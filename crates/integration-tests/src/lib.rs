//! Integration test support for the Rocketshoes cart.
//!
//! # Running Tests
//!
//! ```bash
//! cargo test -p rocketshoes-integration-tests
//! ```
//!
//! # Test Categories
//!
//! - `cart_add` / `cart_remove` / `cart_update` - Per-operation behaviour
//! - `cart_persistence` - Store round-trips and restart behaviour
//! - `cart_scenarios` - Multi-step flows
//! - `cart_http` - Full stack against an in-process HTTP API and a file store
//!
//! Every test drives a real [`CartManager`]; only the catalog/stock lookups
//! are replaced by [`FakeStorefront`].

use std::collections::HashMap;
use std::sync::atomic::{AtomicBool, AtomicUsize, Ordering};
use std::sync::{Arc, Mutex, PoisonError};

use async_trait::async_trait;
use rocketshoes_cart::api::{ApiError, Catalog, StockLookup};
use rocketshoes_cart::notify::RecordingNotifier;
use rocketshoes_cart::store::{KeyValueStore, MemoryStore, load_cart};
use rocketshoes_cart::{CartManager, CartServices, Notification};
use rocketshoes_core::{Cart, Price, Product, ProductId, Stock};

/// Storage key used by every harness.
pub const STORAGE_KEY: &str = "@RocketShoes:cart";

/// A catalog product with a predictable title and image.
#[must_use]
pub fn product(id: i32, cents: i64) -> Product {
    Product {
        id: ProductId::new(id),
        title: format!("Sneaker {id}"),
        price: Price::from_cents(cents),
        image: format!("https://cdn.example.com/{id}.jpg"),
    }
}

// =============================================================================
// FakeStorefront
// =============================================================================

/// In-memory catalog and stock service with failure injection.
#[derive(Debug, Default)]
pub struct FakeStorefront {
    products: Mutex<HashMap<ProductId, Product>>,
    stock: Mutex<HashMap<ProductId, u32>>,
    offline: AtomicBool,
    catalog_calls: AtomicUsize,
    stock_calls: AtomicUsize,
}

impl FakeStorefront {
    #[must_use]
    pub fn new() -> Self {
        Self::default()
    }

    /// Register a product priced at `cents` with `stock` units available.
    #[must_use]
    pub fn with_product(self, id: i32, cents: i64, stock: u32) -> Self {
        lock(&self.products).insert(ProductId::new(id), product(id, cents));
        lock(&self.stock).insert(ProductId::new(id), stock);
        self
    }

    /// Change available stock for a product.
    pub fn set_stock(&self, id: i32, amount: u32) {
        lock(&self.stock).insert(ProductId::new(id), amount);
    }

    /// Make the stock lookup for `id` fail while its catalog entry remains.
    pub fn drop_stock(&self, id: i32) {
        lock(&self.stock).remove(&ProductId::new(id));
    }

    /// Fail every lookup as if the network were down.
    pub fn set_offline(&self, offline: bool) {
        self.offline.store(offline, Ordering::SeqCst);
    }

    #[must_use]
    pub fn catalog_calls(&self) -> usize {
        self.catalog_calls.load(Ordering::SeqCst)
    }

    #[must_use]
    pub fn stock_calls(&self) -> usize {
        self.stock_calls.load(Ordering::SeqCst)
    }

    fn check_online(&self) -> Result<(), ApiError> {
        if self.offline.load(Ordering::SeqCst) {
            return Err(ApiError::Api {
                status: 503,
                message: "service unavailable".to_string(),
            });
        }
        Ok(())
    }
}

#[async_trait]
impl Catalog for FakeStorefront {
    async fn product(&self, id: ProductId) -> Result<Product, ApiError> {
        self.catalog_calls.fetch_add(1, Ordering::SeqCst);
        self.check_online()?;
        lock(&self.products)
            .get(&id)
            .cloned()
            .ok_or_else(|| ApiError::NotFound(format!("products/{id}")))
    }
}

#[async_trait]
impl StockLookup for FakeStorefront {
    async fn stock(&self, id: ProductId) -> Result<Stock, ApiError> {
        self.stock_calls.fetch_add(1, Ordering::SeqCst);
        self.check_online()?;
        lock(&self.stock)
            .get(&id)
            .map(|amount| Stock { id, amount: *amount })
            .ok_or_else(|| ApiError::NotFound(format!("stock/{id}")))
    }
}

fn lock<T>(mutex: &Mutex<T>) -> std::sync::MutexGuard<'_, T> {
    mutex.lock().unwrap_or_else(PoisonError::into_inner)
}

// =============================================================================
// Harness
// =============================================================================

/// A cart manager wired to fakes, with handles on every collaborator.
pub struct Harness {
    pub manager: CartManager,
    pub api: Arc<FakeStorefront>,
    pub store: Arc<MemoryStore>,
    pub notifier: Arc<RecordingNotifier>,
}

impl Harness {
    /// Harness over an empty store.
    #[must_use]
    pub fn new(api: FakeStorefront) -> Self {
        Self::with_store(Arc::new(api), Arc::new(MemoryStore::new()))
    }

    /// Harness over an existing store, as after a restart.
    #[must_use]
    pub fn with_store(api: Arc<FakeStorefront>, store: Arc<MemoryStore>) -> Self {
        let notifier = Arc::new(RecordingNotifier::new());
        let services = CartServices {
            catalog: api.clone(),
            stock: api.clone(),
            store: store.clone(),
            notifier: notifier.clone(),
        };
        Self {
            manager: CartManager::load(services, STORAGE_KEY),
            api,
            store,
            notifier,
        }
    }

    /// Start a fresh manager over the same store and services.
    #[must_use]
    pub fn restart(&self) -> Self {
        Self::with_store(Arc::clone(&self.api), Arc::clone(&self.store))
    }

    /// Current quantity of `id`, if it is in the cart.
    #[must_use]
    pub fn amount(&self, id: i32) -> Option<u32> {
        self.manager
            .cart()
            .get(ProductId::new(id))
            .map(|item| item.amount)
    }

    /// Product ids in cart order.
    #[must_use]
    pub fn ids(&self) -> Vec<i32> {
        self.manager
            .cart()
            .items()
            .iter()
            .map(|item| item.id().as_i32())
            .collect()
    }

    /// Cart as currently persisted.
    #[must_use]
    pub fn persisted(&self) -> Option<Cart> {
        load_cart(self.store.as_ref(), STORAGE_KEY).ok().flatten()
    }

    /// Raw persisted string.
    #[must_use]
    pub fn persisted_raw(&self) -> Option<String> {
        self.store.get(STORAGE_KEY).ok().flatten()
    }

    /// Notifications received so far.
    #[must_use]
    pub fn notifications(&self) -> Vec<Notification> {
        self.notifier.notifications()
    }
}
//! The cart aggregate.
//!
//! A [`Cart`] is an ordered list of [`CartItem`]s, unique by product id, kept
//! in insertion order. Transitions borrow the cart and return a new `Cart`, so
//! the live value is only replaced once the new one has been persisted.

use serde::{Deserialize, Serialize};

use super::{Price, Product, ProductId};

/// A product held in the cart together with its quantity.
#[derive(Debug, Clone, PartialEq, Eq, Serialize, Deserialize)]
pub struct CartItem {
    #[serde(flatten)]
    pub product: Product,
    pub amount: u32,
}

impl CartItem {
    /// Product id of this line.
    #[must_use]
    pub const fn id(&self) -> ProductId {
        self.product.id
    }

    /// Unit price times quantity.
    #[must_use]
    pub fn line_total(&self) -> Price {
        self.product.price.times(self.amount)
    }
}

/// Ordered, id-unique collection of cart lines.
#[derive(Debug, Clone, PartialEq, Eq, Default, Serialize, Deserialize)]
#[serde(from = "Vec<CartItem>", into = "Vec<CartItem>")]
pub struct Cart {
    items: Vec<CartItem>,
}

impl Cart {
    /// An empty cart.
    #[must_use]
    pub const fn new() -> Self {
        Self { items: Vec::new() }
    }

    /// Lines in insertion order.
    #[must_use]
    pub fn items(&self) -> &[CartItem] {
        &self.items
    }

    /// Look up a line by product id.
    #[must_use]
    pub fn get(&self, id: ProductId) -> Option<&CartItem> {
        self.items.iter().find(|item| item.id() == id)
    }

    #[must_use]
    pub fn contains(&self, id: ProductId) -> bool {
        self.get(id).is_some()
    }

    /// Number of distinct products.
    #[must_use]
    pub fn len(&self) -> usize {
        self.items.len()
    }

    #[must_use]
    pub fn is_empty(&self) -> bool {
        self.items.is_empty()
    }

    /// Sum of all line quantities.
    #[must_use]
    pub fn total_quantity(&self) -> u64 {
        self.items.iter().map(|item| u64::from(item.amount)).sum()
    }

    /// Sum of all line totals.
    #[must_use]
    pub fn subtotal(&self) -> Price {
        self.items.iter().map(CartItem::line_total).sum()
    }

    /// Append `product` with quantity 1.
    ///
    /// If the product is already present the cart is returned unchanged;
    /// use [`Cart::with_incremented`] for existing lines.
    #[must_use]
    pub fn with_added(&self, product: Product) -> Self {
        if self.contains(product.id) {
            return self.clone();
        }
        let mut items = self.items.clone();
        items.push(CartItem { product, amount: 1 });
        Self { items }
    }

    /// Increase the quantity of `id` by one. Unknown ids are a no-op.
    #[must_use]
    pub fn with_incremented(&self, id: ProductId) -> Self {
        self.map_line(id, |amount| amount.saturating_add(1))
    }

    /// Set the quantity of `id`. Unknown ids are a no-op.
    #[must_use]
    pub fn with_amount(&self, id: ProductId, amount: u32) -> Self {
        self.map_line(id, |_| amount)
    }

    /// Drop the line for `id`.
    #[must_use]
    pub fn without(&self, id: ProductId) -> Self {
        Self {
            items: self
                .items
                .iter()
                .filter(|item| item.id() != id)
                .cloned()
                .collect(),
        }
    }

    fn map_line(&self, id: ProductId, f: impl Fn(u32) -> u32) -> Self {
        Self {
            items: self
                .items
                .iter()
                .map(|item| {
                    if item.id() == id {
                        CartItem {
                            product: item.product.clone(),
                            amount: f(item.amount),
                        }
                    } else {
                        item.clone()
                    }
                })
                .collect(),
        }
    }
}

impl From<Vec<CartItem>> for Cart {
    /// Build a cart from raw lines, keeping the first line for each id.
    fn from(lines: Vec<CartItem>) -> Self {
        let mut items: Vec<CartItem> = Vec::with_capacity(lines.len());
        for line in lines {
            if !items.iter().any(|item| item.id() == line.id()) {
                items.push(line);
            }
        }
        Self { items }
    }
}

impl From<Cart> for Vec<CartItem> {
    fn from(cart: Cart) -> Self {
        cart.items
    }
}

impl<'a> IntoIterator for &'a Cart {
    type Item = &'a CartItem;
    type IntoIter = std::slice::Iter<'a, CartItem>;

    fn into_iter(self) -> Self::IntoIter {
        self.items.iter()
    }
}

Instructions to follow:
Make an exact copy of each line, beginning at the one containing "for each id." and ending with the last line of the data, and of no other line.

Solved exercise:
    /// Build a cart from raw lines, keeping the first line for each id.
    fn from(lines: Vec<CartItem>) -> Self {
        let mut items: Vec<CartItem> = Vec::with_capacity(lines.len());
        for line in lines {
            if !items.iter().any(|item| item.id() == line.id()) {
                items.push(line);
            }
        }
        Self { items }
    }
}

impl From<Cart> for Vec<CartItem> {
    fn from(cart: Cart) -> Self {
        cart.items
    }
}

impl<'a> IntoIterator for &'a Cart {
    type Item = &'a CartItem;
    type IntoIter = std::slice::Iter<'a, CartItem>;

    fn into_iter(self) -> Self::IntoIter {
        self.items.iter()
    }
}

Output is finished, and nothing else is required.